▸ TASK DIRECTIONS: Of all the entries below, only the lines from the one with "let data = serde_json::to_string(&values)?;" up to and including the one with "let now = Utc::now();" are to be duplicated exactly.

++++ SUPPLIED MATERIAL

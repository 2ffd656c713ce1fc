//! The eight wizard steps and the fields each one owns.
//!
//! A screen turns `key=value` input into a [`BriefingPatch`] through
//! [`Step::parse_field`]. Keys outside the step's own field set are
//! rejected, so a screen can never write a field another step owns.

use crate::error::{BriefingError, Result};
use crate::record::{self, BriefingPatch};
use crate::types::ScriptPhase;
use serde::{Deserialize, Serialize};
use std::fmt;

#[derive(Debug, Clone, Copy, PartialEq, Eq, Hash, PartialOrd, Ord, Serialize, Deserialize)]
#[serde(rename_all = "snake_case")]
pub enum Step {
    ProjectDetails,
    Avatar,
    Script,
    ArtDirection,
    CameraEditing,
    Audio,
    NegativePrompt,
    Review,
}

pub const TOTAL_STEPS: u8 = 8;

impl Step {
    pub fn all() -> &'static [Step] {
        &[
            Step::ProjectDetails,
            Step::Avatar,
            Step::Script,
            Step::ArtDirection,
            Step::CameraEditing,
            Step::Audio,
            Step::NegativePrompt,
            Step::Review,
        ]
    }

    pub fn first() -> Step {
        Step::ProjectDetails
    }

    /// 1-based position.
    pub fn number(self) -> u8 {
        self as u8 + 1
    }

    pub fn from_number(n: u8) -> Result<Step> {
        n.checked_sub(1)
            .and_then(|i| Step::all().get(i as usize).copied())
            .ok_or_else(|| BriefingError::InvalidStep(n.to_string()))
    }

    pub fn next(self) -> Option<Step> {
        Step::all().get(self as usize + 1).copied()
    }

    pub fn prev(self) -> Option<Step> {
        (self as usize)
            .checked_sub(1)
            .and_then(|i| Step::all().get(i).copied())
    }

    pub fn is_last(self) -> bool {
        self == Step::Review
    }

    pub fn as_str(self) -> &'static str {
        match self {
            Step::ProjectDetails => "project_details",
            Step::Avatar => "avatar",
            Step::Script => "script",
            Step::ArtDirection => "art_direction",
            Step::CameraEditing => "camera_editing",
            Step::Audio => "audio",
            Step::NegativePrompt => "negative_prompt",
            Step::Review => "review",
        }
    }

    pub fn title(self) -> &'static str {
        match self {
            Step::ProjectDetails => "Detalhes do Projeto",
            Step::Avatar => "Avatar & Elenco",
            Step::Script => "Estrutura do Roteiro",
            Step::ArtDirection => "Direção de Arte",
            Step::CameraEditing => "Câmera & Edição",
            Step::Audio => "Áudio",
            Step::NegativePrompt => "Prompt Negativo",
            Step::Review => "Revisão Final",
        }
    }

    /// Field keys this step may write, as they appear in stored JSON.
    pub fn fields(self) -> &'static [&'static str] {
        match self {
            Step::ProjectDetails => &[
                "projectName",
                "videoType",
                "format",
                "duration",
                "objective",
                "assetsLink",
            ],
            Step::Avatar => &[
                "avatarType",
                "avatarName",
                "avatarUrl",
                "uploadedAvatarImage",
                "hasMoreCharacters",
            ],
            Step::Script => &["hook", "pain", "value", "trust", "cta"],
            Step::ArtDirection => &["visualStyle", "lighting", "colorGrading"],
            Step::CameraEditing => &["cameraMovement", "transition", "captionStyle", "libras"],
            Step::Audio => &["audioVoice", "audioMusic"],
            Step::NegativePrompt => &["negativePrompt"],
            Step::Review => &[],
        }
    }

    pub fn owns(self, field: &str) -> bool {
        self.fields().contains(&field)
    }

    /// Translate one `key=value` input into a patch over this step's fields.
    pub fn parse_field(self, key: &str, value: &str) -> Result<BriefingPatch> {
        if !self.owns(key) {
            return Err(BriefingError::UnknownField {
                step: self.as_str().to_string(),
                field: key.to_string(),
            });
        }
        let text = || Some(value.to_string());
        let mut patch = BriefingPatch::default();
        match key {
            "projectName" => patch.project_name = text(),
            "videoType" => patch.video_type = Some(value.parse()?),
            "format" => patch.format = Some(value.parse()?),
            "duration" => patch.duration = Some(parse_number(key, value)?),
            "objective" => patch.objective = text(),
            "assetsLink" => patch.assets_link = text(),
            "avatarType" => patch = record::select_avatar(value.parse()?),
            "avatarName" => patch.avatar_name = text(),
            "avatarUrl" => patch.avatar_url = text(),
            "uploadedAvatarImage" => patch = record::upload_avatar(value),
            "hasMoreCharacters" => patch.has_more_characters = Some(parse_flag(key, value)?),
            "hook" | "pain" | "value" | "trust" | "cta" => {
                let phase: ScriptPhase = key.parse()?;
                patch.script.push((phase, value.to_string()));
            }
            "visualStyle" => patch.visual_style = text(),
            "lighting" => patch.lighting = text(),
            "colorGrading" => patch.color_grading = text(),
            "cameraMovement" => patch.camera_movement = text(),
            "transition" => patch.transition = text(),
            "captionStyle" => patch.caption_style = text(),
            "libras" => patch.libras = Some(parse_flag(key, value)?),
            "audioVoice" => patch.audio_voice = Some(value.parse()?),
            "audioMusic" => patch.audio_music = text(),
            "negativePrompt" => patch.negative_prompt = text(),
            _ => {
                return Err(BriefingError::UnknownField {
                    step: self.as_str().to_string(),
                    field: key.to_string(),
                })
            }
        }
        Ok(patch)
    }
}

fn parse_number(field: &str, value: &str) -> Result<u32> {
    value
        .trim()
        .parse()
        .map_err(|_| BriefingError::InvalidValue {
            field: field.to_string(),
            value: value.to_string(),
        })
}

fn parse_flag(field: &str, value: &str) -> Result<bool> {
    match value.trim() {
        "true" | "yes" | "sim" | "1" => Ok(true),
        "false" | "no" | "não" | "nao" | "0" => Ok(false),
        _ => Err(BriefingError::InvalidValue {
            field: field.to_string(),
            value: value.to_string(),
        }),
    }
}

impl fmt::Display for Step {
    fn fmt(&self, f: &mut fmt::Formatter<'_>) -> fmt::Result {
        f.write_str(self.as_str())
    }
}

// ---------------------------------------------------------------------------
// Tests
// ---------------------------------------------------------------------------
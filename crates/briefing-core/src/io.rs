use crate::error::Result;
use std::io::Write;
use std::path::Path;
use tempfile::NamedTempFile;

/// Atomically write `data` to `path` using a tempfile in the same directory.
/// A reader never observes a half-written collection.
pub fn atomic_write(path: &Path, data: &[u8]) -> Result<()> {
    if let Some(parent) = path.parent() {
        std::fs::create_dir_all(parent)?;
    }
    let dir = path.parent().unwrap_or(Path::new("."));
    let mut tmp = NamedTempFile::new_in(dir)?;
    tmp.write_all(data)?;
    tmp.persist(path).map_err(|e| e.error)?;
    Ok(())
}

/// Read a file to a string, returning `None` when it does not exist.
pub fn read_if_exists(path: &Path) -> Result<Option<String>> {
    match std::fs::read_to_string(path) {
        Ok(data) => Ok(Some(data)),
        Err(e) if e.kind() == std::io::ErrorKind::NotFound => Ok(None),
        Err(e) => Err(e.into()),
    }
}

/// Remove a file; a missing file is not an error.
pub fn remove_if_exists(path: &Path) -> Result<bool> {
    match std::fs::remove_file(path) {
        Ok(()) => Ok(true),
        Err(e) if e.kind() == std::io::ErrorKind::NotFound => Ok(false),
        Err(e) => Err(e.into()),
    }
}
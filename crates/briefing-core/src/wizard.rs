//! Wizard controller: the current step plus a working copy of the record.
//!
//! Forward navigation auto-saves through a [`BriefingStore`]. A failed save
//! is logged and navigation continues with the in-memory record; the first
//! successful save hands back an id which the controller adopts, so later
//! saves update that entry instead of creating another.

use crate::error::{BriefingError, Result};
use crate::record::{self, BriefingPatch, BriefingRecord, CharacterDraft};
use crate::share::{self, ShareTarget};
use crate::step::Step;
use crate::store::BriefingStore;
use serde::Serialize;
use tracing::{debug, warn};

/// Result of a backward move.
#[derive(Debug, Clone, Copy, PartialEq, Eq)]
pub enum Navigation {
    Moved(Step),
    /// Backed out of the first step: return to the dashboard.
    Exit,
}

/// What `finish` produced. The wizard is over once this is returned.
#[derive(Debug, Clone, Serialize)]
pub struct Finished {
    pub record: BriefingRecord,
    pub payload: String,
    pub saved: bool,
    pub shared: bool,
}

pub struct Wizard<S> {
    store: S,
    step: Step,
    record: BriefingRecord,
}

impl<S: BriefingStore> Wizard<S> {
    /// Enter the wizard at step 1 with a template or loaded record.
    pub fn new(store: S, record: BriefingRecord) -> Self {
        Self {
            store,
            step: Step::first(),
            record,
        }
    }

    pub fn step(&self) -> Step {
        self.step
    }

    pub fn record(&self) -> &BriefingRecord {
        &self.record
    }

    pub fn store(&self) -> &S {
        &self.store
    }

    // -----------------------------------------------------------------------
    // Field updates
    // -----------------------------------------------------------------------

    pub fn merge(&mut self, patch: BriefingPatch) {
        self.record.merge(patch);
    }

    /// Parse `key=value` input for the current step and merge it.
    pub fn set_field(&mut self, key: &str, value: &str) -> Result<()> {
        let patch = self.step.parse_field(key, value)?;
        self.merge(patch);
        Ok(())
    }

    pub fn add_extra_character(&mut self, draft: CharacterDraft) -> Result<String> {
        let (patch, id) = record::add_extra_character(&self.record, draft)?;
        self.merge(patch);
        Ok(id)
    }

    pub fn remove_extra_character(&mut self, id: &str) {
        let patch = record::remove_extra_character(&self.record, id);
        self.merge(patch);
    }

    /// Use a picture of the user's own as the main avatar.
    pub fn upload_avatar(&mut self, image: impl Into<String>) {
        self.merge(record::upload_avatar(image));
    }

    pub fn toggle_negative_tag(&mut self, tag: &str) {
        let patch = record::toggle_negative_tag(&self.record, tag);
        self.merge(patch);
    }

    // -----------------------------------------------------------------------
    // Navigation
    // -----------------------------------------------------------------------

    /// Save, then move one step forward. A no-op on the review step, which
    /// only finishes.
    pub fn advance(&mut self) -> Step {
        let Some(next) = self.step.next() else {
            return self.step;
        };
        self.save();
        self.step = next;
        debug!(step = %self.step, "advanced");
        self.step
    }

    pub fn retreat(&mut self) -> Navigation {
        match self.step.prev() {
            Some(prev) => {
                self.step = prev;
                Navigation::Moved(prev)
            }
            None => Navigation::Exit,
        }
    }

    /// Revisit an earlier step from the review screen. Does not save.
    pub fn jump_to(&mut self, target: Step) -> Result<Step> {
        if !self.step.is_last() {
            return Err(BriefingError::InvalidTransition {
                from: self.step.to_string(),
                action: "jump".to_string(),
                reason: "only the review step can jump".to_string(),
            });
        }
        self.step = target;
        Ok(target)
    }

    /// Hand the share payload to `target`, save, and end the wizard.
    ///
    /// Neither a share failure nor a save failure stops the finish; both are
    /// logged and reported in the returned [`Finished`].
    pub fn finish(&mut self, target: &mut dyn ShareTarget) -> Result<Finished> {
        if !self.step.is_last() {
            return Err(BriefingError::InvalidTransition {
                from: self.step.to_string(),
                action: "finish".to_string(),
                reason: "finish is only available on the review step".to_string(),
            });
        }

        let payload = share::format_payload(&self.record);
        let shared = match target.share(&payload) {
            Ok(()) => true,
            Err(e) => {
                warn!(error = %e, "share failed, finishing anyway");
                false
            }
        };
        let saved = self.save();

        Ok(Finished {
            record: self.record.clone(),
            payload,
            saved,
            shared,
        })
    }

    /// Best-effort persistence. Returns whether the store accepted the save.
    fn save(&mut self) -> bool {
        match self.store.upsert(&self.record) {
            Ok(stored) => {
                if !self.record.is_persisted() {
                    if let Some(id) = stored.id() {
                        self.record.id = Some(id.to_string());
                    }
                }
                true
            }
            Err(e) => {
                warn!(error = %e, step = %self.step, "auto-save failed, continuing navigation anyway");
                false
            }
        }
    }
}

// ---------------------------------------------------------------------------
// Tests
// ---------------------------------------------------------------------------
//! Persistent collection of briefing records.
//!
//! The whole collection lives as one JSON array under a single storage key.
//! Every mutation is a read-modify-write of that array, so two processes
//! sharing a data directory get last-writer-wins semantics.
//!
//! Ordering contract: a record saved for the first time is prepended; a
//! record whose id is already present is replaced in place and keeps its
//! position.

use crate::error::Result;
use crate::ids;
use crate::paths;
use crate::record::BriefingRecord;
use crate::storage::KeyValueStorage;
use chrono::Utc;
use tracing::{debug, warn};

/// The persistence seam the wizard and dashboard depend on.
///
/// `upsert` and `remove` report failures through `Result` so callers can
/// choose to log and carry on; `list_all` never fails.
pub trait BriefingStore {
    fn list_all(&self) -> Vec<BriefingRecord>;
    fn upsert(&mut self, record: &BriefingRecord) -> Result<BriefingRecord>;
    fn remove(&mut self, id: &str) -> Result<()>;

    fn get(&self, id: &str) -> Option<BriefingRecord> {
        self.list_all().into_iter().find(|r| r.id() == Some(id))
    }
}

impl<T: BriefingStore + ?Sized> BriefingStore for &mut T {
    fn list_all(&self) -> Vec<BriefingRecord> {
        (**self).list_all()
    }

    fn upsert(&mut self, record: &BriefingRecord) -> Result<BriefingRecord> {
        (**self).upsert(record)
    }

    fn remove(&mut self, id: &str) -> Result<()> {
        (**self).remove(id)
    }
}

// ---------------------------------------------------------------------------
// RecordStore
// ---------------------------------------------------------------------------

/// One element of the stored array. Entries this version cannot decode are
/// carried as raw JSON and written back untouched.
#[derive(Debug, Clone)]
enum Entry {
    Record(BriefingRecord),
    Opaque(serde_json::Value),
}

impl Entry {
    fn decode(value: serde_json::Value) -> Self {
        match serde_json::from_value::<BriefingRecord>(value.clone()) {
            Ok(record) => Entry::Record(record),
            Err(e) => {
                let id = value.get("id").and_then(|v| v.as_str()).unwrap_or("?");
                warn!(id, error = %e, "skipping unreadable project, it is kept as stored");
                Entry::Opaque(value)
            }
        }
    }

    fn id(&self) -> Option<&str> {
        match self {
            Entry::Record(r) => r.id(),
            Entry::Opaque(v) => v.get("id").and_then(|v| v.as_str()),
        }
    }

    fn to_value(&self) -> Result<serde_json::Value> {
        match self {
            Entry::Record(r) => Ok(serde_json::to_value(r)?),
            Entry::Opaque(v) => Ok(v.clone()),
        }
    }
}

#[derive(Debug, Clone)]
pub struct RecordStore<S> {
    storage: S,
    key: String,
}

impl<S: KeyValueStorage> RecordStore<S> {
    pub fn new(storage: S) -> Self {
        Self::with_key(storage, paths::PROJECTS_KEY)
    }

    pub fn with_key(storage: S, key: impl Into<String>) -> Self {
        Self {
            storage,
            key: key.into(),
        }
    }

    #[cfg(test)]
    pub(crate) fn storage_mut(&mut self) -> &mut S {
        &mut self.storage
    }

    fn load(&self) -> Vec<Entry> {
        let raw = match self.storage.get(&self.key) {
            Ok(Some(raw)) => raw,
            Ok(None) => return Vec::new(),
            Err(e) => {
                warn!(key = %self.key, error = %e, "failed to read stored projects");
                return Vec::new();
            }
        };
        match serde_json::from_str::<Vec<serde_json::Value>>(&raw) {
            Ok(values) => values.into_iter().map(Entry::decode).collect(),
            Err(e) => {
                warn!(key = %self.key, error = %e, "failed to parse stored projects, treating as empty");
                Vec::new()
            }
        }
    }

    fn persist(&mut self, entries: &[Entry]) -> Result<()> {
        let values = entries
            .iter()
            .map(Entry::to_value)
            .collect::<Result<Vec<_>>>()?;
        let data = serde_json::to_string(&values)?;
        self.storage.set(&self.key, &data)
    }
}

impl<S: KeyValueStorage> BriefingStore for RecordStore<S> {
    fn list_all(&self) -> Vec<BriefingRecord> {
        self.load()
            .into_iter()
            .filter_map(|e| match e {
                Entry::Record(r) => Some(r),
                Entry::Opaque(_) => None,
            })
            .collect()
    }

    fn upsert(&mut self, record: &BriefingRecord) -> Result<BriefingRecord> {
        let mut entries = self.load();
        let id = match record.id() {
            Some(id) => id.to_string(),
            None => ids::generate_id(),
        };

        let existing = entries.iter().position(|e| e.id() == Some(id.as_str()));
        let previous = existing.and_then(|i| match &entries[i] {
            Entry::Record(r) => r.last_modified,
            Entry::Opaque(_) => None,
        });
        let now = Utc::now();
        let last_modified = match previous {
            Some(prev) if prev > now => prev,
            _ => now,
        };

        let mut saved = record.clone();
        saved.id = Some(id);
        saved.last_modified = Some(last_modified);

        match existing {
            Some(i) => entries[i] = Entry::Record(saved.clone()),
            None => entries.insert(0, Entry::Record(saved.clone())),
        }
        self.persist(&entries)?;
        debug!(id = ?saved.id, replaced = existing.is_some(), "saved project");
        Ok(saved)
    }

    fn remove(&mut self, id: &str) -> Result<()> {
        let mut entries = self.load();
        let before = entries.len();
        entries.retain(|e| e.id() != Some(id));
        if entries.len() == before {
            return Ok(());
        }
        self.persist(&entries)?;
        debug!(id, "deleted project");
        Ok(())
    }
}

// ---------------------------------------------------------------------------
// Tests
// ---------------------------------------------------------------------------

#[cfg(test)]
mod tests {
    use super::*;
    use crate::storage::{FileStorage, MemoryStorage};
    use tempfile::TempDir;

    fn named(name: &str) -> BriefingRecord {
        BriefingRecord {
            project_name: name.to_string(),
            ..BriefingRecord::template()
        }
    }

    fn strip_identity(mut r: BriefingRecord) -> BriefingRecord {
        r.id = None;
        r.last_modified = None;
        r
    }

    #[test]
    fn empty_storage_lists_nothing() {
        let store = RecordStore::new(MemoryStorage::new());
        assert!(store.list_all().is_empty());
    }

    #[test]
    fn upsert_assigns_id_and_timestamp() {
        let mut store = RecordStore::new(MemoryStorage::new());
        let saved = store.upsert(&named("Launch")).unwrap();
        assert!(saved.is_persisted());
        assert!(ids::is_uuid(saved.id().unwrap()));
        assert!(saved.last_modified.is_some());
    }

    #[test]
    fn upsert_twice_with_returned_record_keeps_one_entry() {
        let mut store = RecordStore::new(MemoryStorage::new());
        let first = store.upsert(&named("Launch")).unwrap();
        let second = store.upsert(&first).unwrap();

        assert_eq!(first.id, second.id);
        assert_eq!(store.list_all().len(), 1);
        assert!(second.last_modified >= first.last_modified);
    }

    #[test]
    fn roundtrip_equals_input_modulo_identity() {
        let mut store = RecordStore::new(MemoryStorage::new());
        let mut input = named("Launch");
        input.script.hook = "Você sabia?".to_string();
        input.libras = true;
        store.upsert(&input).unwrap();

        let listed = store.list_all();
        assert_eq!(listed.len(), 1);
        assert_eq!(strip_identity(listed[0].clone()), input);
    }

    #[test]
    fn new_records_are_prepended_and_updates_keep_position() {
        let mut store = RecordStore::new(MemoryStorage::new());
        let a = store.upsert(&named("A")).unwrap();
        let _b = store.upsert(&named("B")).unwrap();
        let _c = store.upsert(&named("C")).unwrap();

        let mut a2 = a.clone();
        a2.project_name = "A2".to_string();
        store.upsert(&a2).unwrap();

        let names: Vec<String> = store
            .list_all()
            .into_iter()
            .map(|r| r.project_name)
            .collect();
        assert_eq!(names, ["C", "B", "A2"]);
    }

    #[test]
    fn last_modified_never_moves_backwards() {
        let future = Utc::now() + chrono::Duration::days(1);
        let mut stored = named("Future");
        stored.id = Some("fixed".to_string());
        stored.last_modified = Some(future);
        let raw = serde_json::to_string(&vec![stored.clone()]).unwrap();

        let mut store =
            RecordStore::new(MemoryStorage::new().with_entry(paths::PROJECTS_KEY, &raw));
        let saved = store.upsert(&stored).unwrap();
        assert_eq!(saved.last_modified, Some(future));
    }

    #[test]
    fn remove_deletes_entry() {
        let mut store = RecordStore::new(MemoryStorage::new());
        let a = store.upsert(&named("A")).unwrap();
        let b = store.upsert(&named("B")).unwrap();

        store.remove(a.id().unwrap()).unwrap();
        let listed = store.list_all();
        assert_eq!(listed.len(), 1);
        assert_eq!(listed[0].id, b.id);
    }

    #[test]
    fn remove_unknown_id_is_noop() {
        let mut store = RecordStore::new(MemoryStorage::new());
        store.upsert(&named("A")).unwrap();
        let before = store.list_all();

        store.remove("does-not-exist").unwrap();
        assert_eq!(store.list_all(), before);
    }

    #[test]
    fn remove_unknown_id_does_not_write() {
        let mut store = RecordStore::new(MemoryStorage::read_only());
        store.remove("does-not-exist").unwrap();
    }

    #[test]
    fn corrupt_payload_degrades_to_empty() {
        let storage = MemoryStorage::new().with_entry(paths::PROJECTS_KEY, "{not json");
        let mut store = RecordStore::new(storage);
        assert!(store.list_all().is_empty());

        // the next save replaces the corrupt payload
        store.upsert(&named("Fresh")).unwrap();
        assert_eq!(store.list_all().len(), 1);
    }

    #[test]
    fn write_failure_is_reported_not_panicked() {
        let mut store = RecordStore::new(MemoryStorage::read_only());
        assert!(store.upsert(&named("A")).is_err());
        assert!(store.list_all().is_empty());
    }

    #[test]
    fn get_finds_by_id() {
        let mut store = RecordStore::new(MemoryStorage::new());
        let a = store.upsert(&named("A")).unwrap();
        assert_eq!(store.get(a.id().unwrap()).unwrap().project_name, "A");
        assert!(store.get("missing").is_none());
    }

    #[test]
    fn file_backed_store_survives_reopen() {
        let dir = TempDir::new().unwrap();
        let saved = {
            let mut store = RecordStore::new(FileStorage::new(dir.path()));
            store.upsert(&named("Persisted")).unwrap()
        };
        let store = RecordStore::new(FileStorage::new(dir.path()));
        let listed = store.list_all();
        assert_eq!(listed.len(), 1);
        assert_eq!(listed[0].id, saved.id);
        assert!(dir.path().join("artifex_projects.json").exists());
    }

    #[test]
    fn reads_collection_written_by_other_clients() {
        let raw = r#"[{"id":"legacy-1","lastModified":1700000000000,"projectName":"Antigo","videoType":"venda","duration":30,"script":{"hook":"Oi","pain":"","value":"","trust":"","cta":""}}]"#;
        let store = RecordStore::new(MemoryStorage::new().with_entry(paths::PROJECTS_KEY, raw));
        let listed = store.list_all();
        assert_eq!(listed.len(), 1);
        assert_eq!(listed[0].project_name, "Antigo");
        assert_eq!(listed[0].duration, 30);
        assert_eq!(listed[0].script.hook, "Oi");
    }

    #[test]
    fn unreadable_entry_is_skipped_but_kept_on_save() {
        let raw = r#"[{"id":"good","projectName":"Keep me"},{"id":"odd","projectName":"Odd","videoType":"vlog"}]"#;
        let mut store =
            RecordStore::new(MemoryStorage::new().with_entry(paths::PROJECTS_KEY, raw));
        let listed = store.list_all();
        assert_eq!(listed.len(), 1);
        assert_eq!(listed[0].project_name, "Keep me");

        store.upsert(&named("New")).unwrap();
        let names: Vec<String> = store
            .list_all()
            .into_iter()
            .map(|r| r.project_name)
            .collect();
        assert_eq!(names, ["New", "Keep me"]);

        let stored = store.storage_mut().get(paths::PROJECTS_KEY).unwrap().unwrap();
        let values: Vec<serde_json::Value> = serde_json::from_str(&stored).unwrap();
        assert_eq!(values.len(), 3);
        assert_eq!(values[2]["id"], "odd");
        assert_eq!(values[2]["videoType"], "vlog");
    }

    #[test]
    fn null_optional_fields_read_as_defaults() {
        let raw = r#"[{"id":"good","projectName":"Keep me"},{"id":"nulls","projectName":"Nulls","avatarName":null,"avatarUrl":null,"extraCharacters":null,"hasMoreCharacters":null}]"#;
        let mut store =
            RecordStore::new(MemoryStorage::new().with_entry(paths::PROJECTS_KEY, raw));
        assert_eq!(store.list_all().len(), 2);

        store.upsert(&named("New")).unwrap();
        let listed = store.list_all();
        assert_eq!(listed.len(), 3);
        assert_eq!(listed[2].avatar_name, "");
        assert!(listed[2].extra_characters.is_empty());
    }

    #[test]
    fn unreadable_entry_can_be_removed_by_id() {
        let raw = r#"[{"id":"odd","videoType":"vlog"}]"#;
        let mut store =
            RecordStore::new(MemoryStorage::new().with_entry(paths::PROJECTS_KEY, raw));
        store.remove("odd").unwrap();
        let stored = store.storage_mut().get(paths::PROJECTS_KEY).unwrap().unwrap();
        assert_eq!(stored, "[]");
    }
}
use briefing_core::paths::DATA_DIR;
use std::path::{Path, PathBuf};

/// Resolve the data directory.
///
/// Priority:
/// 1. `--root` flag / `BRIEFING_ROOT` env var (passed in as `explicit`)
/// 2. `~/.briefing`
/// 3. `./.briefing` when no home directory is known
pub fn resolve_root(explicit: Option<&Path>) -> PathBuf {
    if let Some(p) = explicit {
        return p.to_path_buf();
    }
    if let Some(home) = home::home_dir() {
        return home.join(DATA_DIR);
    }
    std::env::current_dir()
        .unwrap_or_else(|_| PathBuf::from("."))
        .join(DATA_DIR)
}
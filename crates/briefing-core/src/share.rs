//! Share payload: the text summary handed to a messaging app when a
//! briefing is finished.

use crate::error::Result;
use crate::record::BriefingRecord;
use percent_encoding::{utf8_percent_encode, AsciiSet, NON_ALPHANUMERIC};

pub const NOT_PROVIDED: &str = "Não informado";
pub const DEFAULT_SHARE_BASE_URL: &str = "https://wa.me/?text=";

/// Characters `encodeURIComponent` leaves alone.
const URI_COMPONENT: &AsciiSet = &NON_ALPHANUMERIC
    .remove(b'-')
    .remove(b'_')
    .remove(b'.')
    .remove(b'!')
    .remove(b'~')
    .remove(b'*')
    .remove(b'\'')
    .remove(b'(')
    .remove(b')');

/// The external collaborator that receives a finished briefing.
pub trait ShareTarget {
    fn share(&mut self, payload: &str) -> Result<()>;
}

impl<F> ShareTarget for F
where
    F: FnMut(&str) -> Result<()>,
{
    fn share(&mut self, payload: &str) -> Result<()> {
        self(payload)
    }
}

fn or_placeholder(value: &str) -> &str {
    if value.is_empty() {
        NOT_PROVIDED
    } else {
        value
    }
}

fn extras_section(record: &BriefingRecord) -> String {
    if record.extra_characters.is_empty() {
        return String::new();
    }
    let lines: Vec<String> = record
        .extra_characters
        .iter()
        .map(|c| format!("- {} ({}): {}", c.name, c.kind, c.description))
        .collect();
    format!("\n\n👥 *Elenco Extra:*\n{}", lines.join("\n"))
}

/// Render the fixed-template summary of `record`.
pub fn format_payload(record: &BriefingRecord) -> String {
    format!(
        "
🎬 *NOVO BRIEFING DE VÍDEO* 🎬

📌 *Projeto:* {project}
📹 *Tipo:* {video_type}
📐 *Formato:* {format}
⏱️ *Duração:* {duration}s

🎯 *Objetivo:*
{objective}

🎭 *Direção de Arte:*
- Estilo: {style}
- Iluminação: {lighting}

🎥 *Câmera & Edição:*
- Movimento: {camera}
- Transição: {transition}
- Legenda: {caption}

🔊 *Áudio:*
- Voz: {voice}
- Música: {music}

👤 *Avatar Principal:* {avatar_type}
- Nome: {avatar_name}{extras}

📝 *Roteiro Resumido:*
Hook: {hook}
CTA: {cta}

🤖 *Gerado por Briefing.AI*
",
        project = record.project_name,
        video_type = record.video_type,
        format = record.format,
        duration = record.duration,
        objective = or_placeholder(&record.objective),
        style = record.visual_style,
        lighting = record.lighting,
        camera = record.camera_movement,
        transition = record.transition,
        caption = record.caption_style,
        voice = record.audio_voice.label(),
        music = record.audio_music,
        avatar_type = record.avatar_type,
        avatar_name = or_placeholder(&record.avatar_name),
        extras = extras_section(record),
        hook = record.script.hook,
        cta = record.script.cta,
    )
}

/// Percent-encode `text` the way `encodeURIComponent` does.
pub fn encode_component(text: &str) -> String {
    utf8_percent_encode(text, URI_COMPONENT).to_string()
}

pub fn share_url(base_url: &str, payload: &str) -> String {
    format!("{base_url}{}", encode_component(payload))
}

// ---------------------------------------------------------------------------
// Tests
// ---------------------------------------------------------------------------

++++++++

▸ PROBLEM SOLUTION:
        let data = serde_json::to_string(&values)?;
        self.storage.set(&self.key, &data)
    }
}

impl<S: KeyValueStorage> BriefingStore for RecordStore<S> {
    fn list_all(&self) -> Vec<BriefingRecord> {
        self.load()
            .into_iter()
            .filter_map(|e| match e {
                Entry::Record(r) => Some(r),
                Entry::Opaque(_) => None,
            })
            .collect()
    }

    fn upsert(&mut self, record: &BriefingRecord) -> Result<BriefingRecord> {
        let mut entries = self.load();
        let id = match record.id() {
            Some(id) => id.to_string(),
            None => ids::generate_id(),
        };

        let existing = entries.iter().position(|e| e.id() == Some(id.as_str()));
        let previous = existing.and_then(|i| match &entries[i] {
            Entry::Record(r) => r.last_modified,
            Entry::Opaque(_) => None,
        });
        let now = Utc::now();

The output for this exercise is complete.